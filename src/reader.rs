//! Deserialization of a document tree from a byte stream.

use std::io::Read;

use crate::entity::{Attribute, Entity};
use crate::error::{MugError, Result};
use crate::format::{DEFAULT_MAX_DEPTH, MAGIC_BYTES};
use crate::types::AttributeType;
use crate::value::{read_string, read_value};
use crate::varuint::read_varuint;

/// Deserializes a document and returns its root entity.
///
/// Equivalent to [`read_with_limit`] with
/// [`DEFAULT_MAX_DEPTH`](crate::format::DEFAULT_MAX_DEPTH).
///
/// ```rust
/// use std::io::Cursor;
/// use mug::Entity;
///
/// let mut buffer = Vec::new();
/// mug::write(&mut buffer, &Entity::new("foo"))?;
///
/// let root = mug::read(&mut Cursor::new(buffer))?;
/// assert_eq!(root.name, "foo");
/// # Ok::<(), mug::MugError>(())
/// ```
pub fn read<R: Read>(reader: &mut R) -> Result<Entity> {
    read_with_limit(reader, DEFAULT_MAX_DEPTH)
}

/// Deserializes a document, rejecting nesting deeper than `max_depth`.
///
/// The first 4 bytes must equal the `"MUGS"` magic; on mismatch this fails
/// with [`MugError::Format`] before interpreting any further bytes — no
/// partial recovery, no scan-forward. The whole tree is materialized in
/// memory before returning; decoding is driven purely by the counts
/// embedded in the stream.
///
/// Fails with [`MugError::UnsupportedType`] on an out-of-range type tag,
/// with an `UnexpectedEof` I/O error on truncation, and with
/// [`MugError::DepthExceeded`] when a record sits `max_depth` or more
/// levels below the root.
pub fn read_with_limit<R: Read>(reader: &mut R, max_depth: usize) -> Result<Entity> {
    let mut magic = [0u8; 4];
    reader.read_exact(&mut magic)?;
    if magic != MAGIC_BYTES {
        return Err(MugError::Format(format!(
            "invalid magic bytes {magic:02X?}, expected \"MUGS\""
        )));
    }
    read_entity(reader, max_depth, 0)
}

/// Reads one entity record. `depth` is the current distance from the root.
fn read_entity<R: Read>(reader: &mut R, max_depth: usize, depth: usize) -> Result<Entity> {
    if depth >= max_depth {
        return Err(MugError::DepthExceeded(max_depth));
    }

    let mut entity = Entity::new(read_string(reader)?);

    let attribute_count = read_varuint(reader)?;
    for _ in 0..attribute_count {
        let name = read_string(reader)?;
        let ty = read_type_tag(reader)?;
        let value = read_value(reader, ty)?;
        entity.attributes.push(Attribute::new(name, ty, value));
    }

    let child_count = read_varuint(reader)?;
    for _ in 0..child_count {
        entity.children.push(read_entity(reader, max_depth, depth + 1)?);
    }

    Ok(entity)
}

/// Reads and validates one type-tag byte.
///
/// An out-of-range tag is rejected here, before any value bytes for the
/// attribute are consumed.
fn read_type_tag<R: Read>(reader: &mut R) -> Result<AttributeType> {
    let mut tag = [0u8; 1];
    reader.read_exact(&mut tag)?;
    AttributeType::from_u8(tag[0])
}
****************
* _WORK INSTRUCTION_
Among the records, find the lines that contain "stream" and copy each of them.

* _TASK RESULT_
//! Deserialization of a document tree from a byte stream.
/// embedded in the stream.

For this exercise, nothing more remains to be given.